Nei loro confronti, sarà ridotto il numero di mesi fruibili del sostegno. Approssimativamente a settembre del 2023, circa 600 mila persone si troverebbero così a non ricevere più il Rdc, il quale verrà tolto anche nel caso di rifiuto di una sola offerta congrua.
Al momento l’interpretazione del termine “occupabili” sembra faccia riferimento a qualsiasi soggetto che non presenti evidenti impedimenti per ottenere un’occupazione (per la precisione, in legge di bilancio si parla di “chi vive in una famiglia senza disabili, minori o anziani”, una definizione che rischia di escludere persone che sarebbero in grado di lavorare, come un trentenne con figli, come sottolineano Baldini e Gori su questo sito).
Il termine non è di per sé sbagliato, effettivamente in alcuni contesi anche persone non qualificate possono ricevere opportunità di lavoro dove non sono necessarie specifiche competenze (es. carico/scarico di merce nella logistica; operai agricoli; operai generici nel manifatturiero).
In Danimarca diverse sperimentazioni volte a migliorare la qualificazione dei disoccupati hanno avuto scarso successo, proprio perché il contesto economico è ancora oggi così positivo che i disoccupati non necessitano di maggiore competenze, perché, a prescindere della loro qualificazione, in pochissimo tempo sono in grado di ricollocarsi.
Il problema è che il Mezzogiorno non è la Danimarca: un recente contributo analizzava l’attività di scouting aziendale realizzato dai Navigator nel 2021, con oltre 300 mila aziende contattate e solo 14 mila vacancy raccolte, in prevalenza contratti precari di breve durata. Un numero così basso di vacancy raccolte non sembra imputabile a un eventuale “scarso” lavoro degli ex-collaboratori di Anpal Servizi, ma piuttosto a un contesto estremamente povero di “concrete” offerte di lavoro.
A ciò si aggiunge il fatto che il Governo prevede che nei confronti di coloro che non sono “facilmente occupabili” sarà previsto un percorso formativo. Ma tale proposta pone due questioni piuttosto rilevanti:
- La prima è che l’obiettivo di articolare un complesso percorso di riqualificazione/ricollocazione per i soggetti più svantaggiati del mercato del lavoro come i percettori di Rdc è stato l’obiettivo di tutti i governi precedenti: da un punto di vista normativo è già tutto scritto (Lep H – Decreto Ministeriale 4/2018) e si tratta esattamente del Target 3 del Programma Gol finanziato dal Pnrr. Il problema è sempre stata l’attuazione: è piuttosto arduo che in otto mesi si riesca ad andare a regime, quando all’attuazione del Programma Gol mancano ancora decreti attuativi, effettivo potenziamento del personale nei Centri per l’impiego, piattaforme e una nuova governance di Anpal.

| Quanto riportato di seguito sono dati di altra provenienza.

//! HTTP server module.
//!
//! Axum-based HTTP layer exposing the reservoir store as a small
//! read-only REST API:
//!
//! ```text
//!            ┌────────────────────────────────────────────┐
//!            │           CORS / trace / gzip              │
//!            │  ┌──────────────────────────────────────┐  │
//!  request ──┼──▶  router ──▶ basic auth ──▶ handlers  ─┼──▶ JSON
//!            │  └──────────────────────────────────────┘  │
//!            └────────────────────────────────────────────┘
//! ```
//!
//! - [`router`]: route table and middleware assembly
//! - [`auth`]: shared-secret Basic authentication
//! - [`handlers`]: one async function per endpoint
//! - [`dto`]: inbound query shapes and their validation
//! - [`error`]: the uniform `{"detail": ...}` error mapping
//! - [`state`]: shared repository and configuration handles

pub mod auth;
pub mod dto;
pub mod error;
pub mod handlers;
pub mod router;
pub mod state;

pub use error::{ApiError, AppError};
pub use router::create_router;
pub use state::AppState;
//! Repository implementations module.
//!
//! This module contains implementations of the `ReservoirRepository` trait:
//! - `local`: In-memory implementation for unit testing, local development,
//!   and demo deployments seeded from a JSON file

pub mod local;

pub use local::{LocalRepository, SeedData, SeedReservoir};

- Il secondo problema è che nel Mezzogiorno, a eccezione di ingenti risorse in Job Creation (per esempio i cosiddetti lavori socialmente utili) o in programmi di mobilità occupazionale, la maggior parte degli strumenti di politica attiva del lavoro difficilmente garantirebbe un rapido collocamento nel mercato del lavoro, soprattutto la formazione professionale.
Pensare che basti formare la maggior parte dei percettori di Reddito di cittadinanza per colmare quel milione di posti di lavoro qualificati stimati dall’indagine Excelsior sembra una proposta irrealizzabile.
Secondo i monitoraggi di Anpal, i beneficiari del Reddito di cittadinanza indirizzati ai servizi per il lavoro sono stati circa un milione. Di questi, solo 90mila hanno instaurato un contratto di lavoro a tempo indeterminato e, tra questi, solo il 3 per cento svolge professioni di livello medio-alto, mentre il resto è finito nei cosiddetti bad jobs, professioni prevalentemente non qualificate.
Tantissimi percettori che hanno trovato lavoro, dopo poco tempo, si sono ritrovati nuovamente a richiedere il sostegno. A ciò aggiungiamo che quasi la metà di quel milione non ha mai lavorato, che il titolo di studio prevalente (oltre il 70 per cento) tra i non occupati è al massimo la scuola media e che il 60 per cento dei soggetti presi in considerazione corrisponde a una persona adulta (l’età media è tra i 35-37anni) e quindi non si tratta di giovani seduti sul divano!
Sempre la Danimarca, attraverso le indagini dell’ente di valutazione nazionale Eva sulla formazione ai soggetti più svantaggiati, evidenzia che riqualificare queste persone sia per l’attore pubblico una “sfida” enorme: si tratta infatti di adulti a cui mancano le basi di matematica, che non sono in grado di esprimersi in modo appropriato e che hanno una soglia di attenzione bassissima.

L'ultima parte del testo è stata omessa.